“Are you scared, Julie?”
Kekagetan Julie memudar menjadi ketidakpedulian. Ia cukup akrab dengan halusinasi, dan lagipula hampir tidak ada lagi hal normal baginya yang pantas untuk dipedulikan. “Hantu biasanya bisa melayang di udara. Prove it.”
Billy menaikkan kedua alisnya. “Serius?”
Julie mengangguk bosan. “Aku hanya ingin ini berakhir sesegera mungkin.”
Gadis itu mulai bertanya-tanya dalam hati apakah mungkin halusinasinya sekarang terjadi berkat campuran alkohol dan rokoknya beberapa jam yang lalu. Tapi ia tidak merasa mabuk ataupun pusing, dan penglihatannya juga masih jernih di waktu selarut itu. Tubuhnya sudah kebal dengan semua asupan tersebut yang bahkan melebihi makanan sehari-hari yang seharusnya ia cerna.
Ia memperhatikan dengan lekat saat Billy tidak hanya melayangkan tubuhnya saja tetapi juga terbang menuju bangku taman yang tadi ia duduki dan melewatinya begitu saja seperti baluran asap.
“Oke, dengan ini, aku secara resmi telah menjadi lebih dari gila,” ujar Julie pada dirinya sendiri. “Billy, aku tidak tahu apa rencana dan tujuanmu, tapi ada pesta yang mesti kuhadiri dan kemungkinan aku tidak pulang malam ini. Jadi carilah manusia atau makhluk lain untuk menemanimu bermain atau... whatever you want.”
Senyuman Billy menghilang dalam sekejap, dan ia segera melesat ke depan gadis itu, membuat jantung Julie hampir terlepas dari rongganya saking kagetnya untuk kesekian kalinya.
“Julie, aku mendatangimu karena aku diberikan perintah oleh atasanku!”
Sekarang Julie terbengong.
“Umm, maksudku “atasan” adalah roh yang lebih senior dariku dan—”
“Aku tidak peduli bagaimana alam baka bekerja,” potong Julie kesal. “Kalau tidak ada lagi yang mau kau ucapkan, aku mohon kau memberikanku jalan, dan sebaiknya kita tidak bertemu lagi satu sama lain.”
Billy berdehem. “Oke, aku akan melanjutkan. Aku ingin kau membantu mencari tahu bagaimana kematianku terjadi.”
Julie melipat kedua tangannya, masih mendengarkan.
“Menurut, umm... atasanku, aku harus menampakkan diri di depanmu dan meminta bantuanmu. Hanya itu yang mereka beritahukan padaku." Billy membuat gestur seakan menghela napasnya, meskipun tidak ada apapun yang keluar ataupun terdengar. "Aku sudah meninggal dan berkeliaran tanpa tujuan selama dua tahun ini. Aku tidak ingat dengan diriku sendiri apalagi keluargaku. Ketika kesempatan ini datang, aku langsung menghampirimu malam ini. Aku benar-benar putus asa."

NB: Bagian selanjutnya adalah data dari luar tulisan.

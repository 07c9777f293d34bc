//! Row-level-security plumbing: the restricted role bootstrap and the
//! transaction-scoped session variables the policies key on.
//!
//! Two variables drive the policies (see migrations/0002_rls.sql):
//! `app.is_superadmin` ('true'/'false', missing reads as 'false') and
//! `app.current_company_id` (uuid text, empty means no tenant). Both are
//! set with `set_config(..., true)` / `SET LOCAL`, so they die with the
//! transaction and a pooled connection can never leak them across
//! requests.

use sqlx::{Executor, PgConnection, PgPool};
use tracing::info;
use uuid::Uuid;

/// The non-privileged role every tenant transaction runs under. It has
/// plain DML on all tables and nothing that would bypass row policies.
pub const RESTRICTED_ROLE: &str = "app_rls";

const ENSURE_ROLE_SQL: &str = r#"
DO $$
BEGIN
    IF NOT EXISTS (SELECT FROM pg_roles WHERE rolname = 'app_rls') THEN
        CREATE ROLE app_rls NOLOGIN NOINHERIT;
    END IF;
    EXECUTE format('GRANT app_rls TO %I', current_user);
END
$$;
GRANT USAGE ON SCHEMA public TO app_rls;
GRANT SELECT, INSERT, UPDATE, DELETE ON ALL TABLES IN SCHEMA public TO app_rls;
GRANT USAGE, SELECT ON ALL SEQUENCES IN SCHEMA public TO app_rls;
ALTER DEFAULT PRIVILEGES IN SCHEMA public
    GRANT SELECT, INSERT, UPDATE, DELETE ON TABLES TO app_rls;
ALTER DEFAULT PRIVILEGES IN SCHEMA public
    GRANT USAGE, SELECT ON SEQUENCES TO app_rls;
"#;

/// Idempotently ensure the restricted role exists with the right grants.
/// Runs at every startup, after migrations; fails loud if the connecting
/// user cannot grant.
pub async fn ensure_rls_role(pool: &PgPool) -> Result<(), sqlx::Error> {
    pool.execute(ENSURE_ROLE_SQL).await?;
    info!("restricted role '{}' ensured", RESTRICTED_ROLE);
    Ok(())
}

pub async fn begin(conn: &mut PgConnection) -> Result<(), sqlx::Error> {
    conn.execute("BEGIN").await?;
    Ok(())
}

pub async fn commit(conn: &mut PgConnection) -> Result<(), sqlx::Error> {
    conn.execute("COMMIT").await?;
    Ok(())
}

pub async fn rollback(conn: &mut PgConnection) -> Result<(), sqlx::Error> {
    conn.execute("ROLLBACK").await?;
    Ok(())
}

/// Switch the current transaction to the restricted role. `SET LOCAL`
/// keeps the connection's original role once the transaction ends.
pub async fn assume_restricted_role(conn: &mut PgConnection) -> Result<(), sqlx::Error> {
    conn.execute("SET LOCAL ROLE app_rls").await?;
    Ok(())
}

/// Bind the transaction as superadmin: policies open up, no tenant scope.
pub async fn bind_superadmin(conn: &mut PgConnection) -> Result<(), sqlx::Error> {
    sqlx::query(
        "SELECT set_config('app.is_superadmin', 'true', true),
                set_config('app.current_company_id', '', true)",
    )
    .execute(conn)
    .await?;
    Ok(())
}

/// Bind the transaction to one tenant: policies restrict every read and
/// write to this company.
pub async fn bind_company(conn: &mut PgConnection, company_id: Uuid) -> Result<(), sqlx::Error> {
    sqlx::query(
        "SELECT set_config('app.is_superadmin', 'false', true),
                set_config('app.current_company_id', $1, true)",
    )
    .bind(company_id.to_string())
    .execute(conn)
    .await?;
    Ok(())
}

Julie memandangi roh di depannya itu dengan sedikit intrik yang cukup asing baginya. Baginya, ia sendiri sudah tidak punya tujuan apa-apa semenjak kepergian kakak laki-lakinya dua tahun yang lalu, di mana ia meninggalkan note terakhir di dalam tasnya yang bertuliskan kata-kata terakhirnya dan dua belas jam kemudian berita kematiannya muncul di televisi lokal. Julie masih ingat jelas betapa hal itu mengguncang dirinya dan membuatnya mengurung diri di kamar selama seminggu, dan setelah itu, orang-orang bilang ia berubah.
"Apa yang kau tahu hanya itu? Bahwa kau meninggal dua tahun yang lalu?" tanya Julie.
Billy mengangguk.
“Kakakku juga meninggal dua tahun yang lalu,” kata Julie kemudian. “Namanya Owen.”
Billy melemparkan pandangan sedih. “I’m sorry.”
Untuk beberapa saat, Julie menatap sosok Billy dengan lekat, dan kemudian sebelah tangannya terangkat ke arah perut cowok itu dengan sedikit harapan agar jari-jarinya menyentuh kain kemeja dan kemudian otot perut manusia di balik bajunya, sehingga Julie bisa berhenti mempercayai kata-kata Billy dan mempunyai alasan kuat untuk memukul kepala bocah itu hingga ia kehilangan kesadaran. Tetapi tidak. Tangannya merembes begitu saja, dan ia membiarkannya di sana untuk sejenak sembari meregangkan jemarinya untuk merasakan sensasi dingin yang berasal gumpalan kabut tubuh Billy. Ia merasa seperti pembunuh yang sedang mengaduk-aduk isi perut Billy dalam posisi tersebut, sehingga ia segera menarik tangannya kembali dengan sedikit ketakutan yang mulai merambat di hatinya.
Ia tidak berhalusinasi sama sekali.
Billy sendiri membiarkannya tanpa mengucapkan apapun. Ia ingin meyakinkan gadis di hadapannya ini dengan cara apapun jika diperlukan.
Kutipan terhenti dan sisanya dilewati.